I lost all respect for the article the moment the author drew difference
between chess/music/sport and writing/drawing/teaching/"creativity". Frankly,
the way I read it, this is just another hero-worshipping article by
consultants whose main contribution to the economy involves destroying R&D and
shipping jobs oversea. And it truly saddens me that Hacker News keeps this on
my front page.

Why did the difference irk me?

First, find me, seriously, find me 2 basketball matches that are exactly the
same. Or 2 golf days that are exactly the same. Or 2 music performances that
are exactly the same. Or 2 chess matches that are exactly the same. It's
ridiculous to claim that somehow chess and music playing and sports are not
creative.

Second, if a person claims that somehow long period of deliberate practices do
not matter on engineering, my personal opinion is that all engineers should
spit at that person. Such insult! True, each engineering situation has
different challenges. However, the principles of engineering (applied
sciences, basically) are finite. Same things for writing or drawing. The
materials & techniques (even styles!) are finite. Creativity refers to the
adroitness of solving the infinite (problem space) with the finite (tools and
principles). Without an intimate understanding of the finite (tools and
principles), how can one bring it to bear on the infinite?

Third, most of new works are old. Let's take Shakespeare. His works are lovely
and creative, no? But consider this: most of his plots are derivative (similar
motifs, if not outright fully-formed plots, already existed and popular); most
of his language already formed. Shakespeare created at most 10% of his
language. He must gain expertise of the other 90% to show case these 10%.
Similarly, think of any art or design or product or whatever creative result.
Most of such art/design/whatever already follows some popular styles and
employs existing and popular techniques. Creativity is only the little extra.
Sure, the extra sets it apart. But without the expertise of the 90%, such
"extra" can't exist.

Finally, creativity is very inefficient without deep expertise. Many people
say things like "I am most creative when xyz" (popular xyz: in shower, on a
walk, relaxed, reading, etc.). However, this actually means is that people
come up with the 10% (see above) extra during this time. Since the person must
create the other 90% to top off the little newness, without expertise, 10%
will remain fantasy.

Now, I am not saying "expertise/practice is everything!" Expertise and
practice are foundation of the creativity house. Even when you have solid
foundation, you don't have a roof yet, and rain will still wet you. However,
without foundation, you simply can't build a house. Expertise and practice are
a requirement, but alone are probably not enough.

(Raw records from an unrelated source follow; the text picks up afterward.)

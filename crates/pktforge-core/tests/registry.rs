use pktforge_core::codec::UnknownPacket;
use pktforge_core::protocols::udp::UdpPacket;
use pktforge_core::protocols::{self, dns::DnsPacket};
use pktforge_core::{CodecError, Packet, PayloadKind, ProtocolRegistry, RegistryBuilder};

const DNS_QUERY: [u8; 19] = [
    0x00, 0x07, 0x01, 0x00, 0x00, 0x01, 0x00, 0x00, 0x00, 0x00, 0x00, 0x00, 0x01, b'a', 0x00,
    0x00, 0x01, 0x00, 0x01,
];

fn udp(src_port: u16, dst_port: u16, payload: &[u8]) -> Vec<u8> {
    let mut bytes = Vec::new();
    bytes.extend_from_slice(&src_port.to_be_bytes());
    bytes.extend_from_slice(&dst_port.to_be_bytes());
    bytes.extend_from_slice(&((8 + payload.len()) as u16).to_be_bytes());
    bytes.extend_from_slice(&[0, 0]);
    bytes.extend_from_slice(payload);
    bytes
}

fn payload_protocol(registry: &ProtocolRegistry, bytes: &[u8]) -> &'static str {
    let packet = UdpPacket::decode_with(registry, bytes, 0, bytes.len()).expect("decode udp");
    Packet::payload(&packet).map_or("none", |payload| payload.protocol())
}

#[test]
fn either_port_selects_the_decoder() {
    let registry = ProtocolRegistry::global();
    assert_eq!(payload_protocol(registry, &udp(40000, 53, &DNS_QUERY)), "DNS");
    assert_eq!(payload_protocol(registry, &udp(53, 40000, &DNS_QUERY)), "DNS");
    assert_eq!(payload_protocol(registry, &udp(40000, 40001, &DNS_QUERY)), "Unknown");
}

#[test]
fn rejected_payload_is_kept_as_illegal() {
    let registry = ProtocolRegistry::global();
    let bytes = udp(40000, 53, &DNS_QUERY[..5]);
    let packet = UdpPacket::decode_with(registry, &bytes, 0, bytes.len()).expect("decode udp");
    let payload = Packet::payload(&packet).expect("payload");
    assert_eq!(payload.protocol(), "Illegal");
    assert_eq!(payload.raw_data(), DNS_QUERY[..5]);
    assert_eq!(packet.raw_data(), bytes);
}

#[test]
fn custom_registry_adds_a_port_without_touching_udp() {
    let registry = RegistryBuilder::with_defaults()
        .register(PayloadKind::UdpPort, 5353, DnsPacket::decode)
        .build();
    let bytes = udp(5353, 5353, &DNS_QUERY);
    assert_eq!(payload_protocol(&registry, &bytes), "DNS");
    assert_eq!(payload_protocol(ProtocolRegistry::global(), &bytes), "Unknown");
}

#[test]
fn kind_default_applies_before_opaque_fallback() {
    fn always_dns(
        registry: &ProtocolRegistry,
        data: &[u8],
        offset: usize,
        length: usize,
    ) -> Result<Box<dyn Packet>, CodecError> {
        DnsPacket::decode(registry, data, offset, length)
    }

    let registry = ProtocolRegistry::builder()
        .default_for(PayloadKind::UdpPort, always_dns)
        .build();
    assert!(!registry.contains(PayloadKind::UdpPort, 9));
    assert_eq!(payload_protocol(&registry, &udp(9, 9, &DNS_QUERY)), "DNS");

    let empty = ProtocolRegistry::builder().build();
    assert_eq!(payload_protocol(&empty, &udp(53, 53, &DNS_QUERY)), "Unknown");
}

#[test]
fn default_registry_is_the_documented_set() {
    let registry = protocols::register_defaults(ProtocolRegistry::builder()).build();
    let global = ProtocolRegistry::global();
    for (kind, code) in [
        (PayloadKind::IpNumber, 6),
        (PayloadKind::UdpPort, 53),
        (PayloadKind::TcpPort, 22),
        (PayloadKind::DataLinkType, 127),
    ] {
        assert_eq!(registry.contains(kind, code), global.contains(kind, code));
        assert!(registry.contains(kind, code));
    }
    let decoded = registry
        .decode(PayloadKind::UdpPort, 53, &DNS_QUERY, 0, DNS_QUERY.len())
        .expect("dns");
    assert_eq!(decoded.protocol(), "DNS");

    let opaque = UnknownPacket::decode(&registry, &DNS_QUERY, 0, 4).expect("opaque");
    assert_eq!(opaque.raw_data(), DNS_QUERY[..4]);
}

#[test]
fn registry_is_shared_across_threads() {
    let bytes = udp(40000, 53, &DNS_QUERY);
    std::thread::scope(|scope| {
        let handles: Vec<_> = (0..4)
            .map(|_| scope.spawn(|| payload_protocol(ProtocolRegistry::global(), &bytes)))
            .collect();
        for handle in handles {
            assert_eq!(handle.join().expect("thread"), "DNS");
        }
    });
}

Parting words: people love stories of outsiders winning. However, why don't we
talk about outsiders losing? There are vastly more of those. Let's take a
simple field: web programming (1. it's appropriate here; 2. outsiders seem to
look down on it). You know who built Google? Graduate students from prestige
schools. You know who built Microsoft? Students with years of programming
experience. You know what outsiders build? The millions of badly written
websites, ready to be SQL injected or attacked by a already-patched bugs.
That's outsiders' works.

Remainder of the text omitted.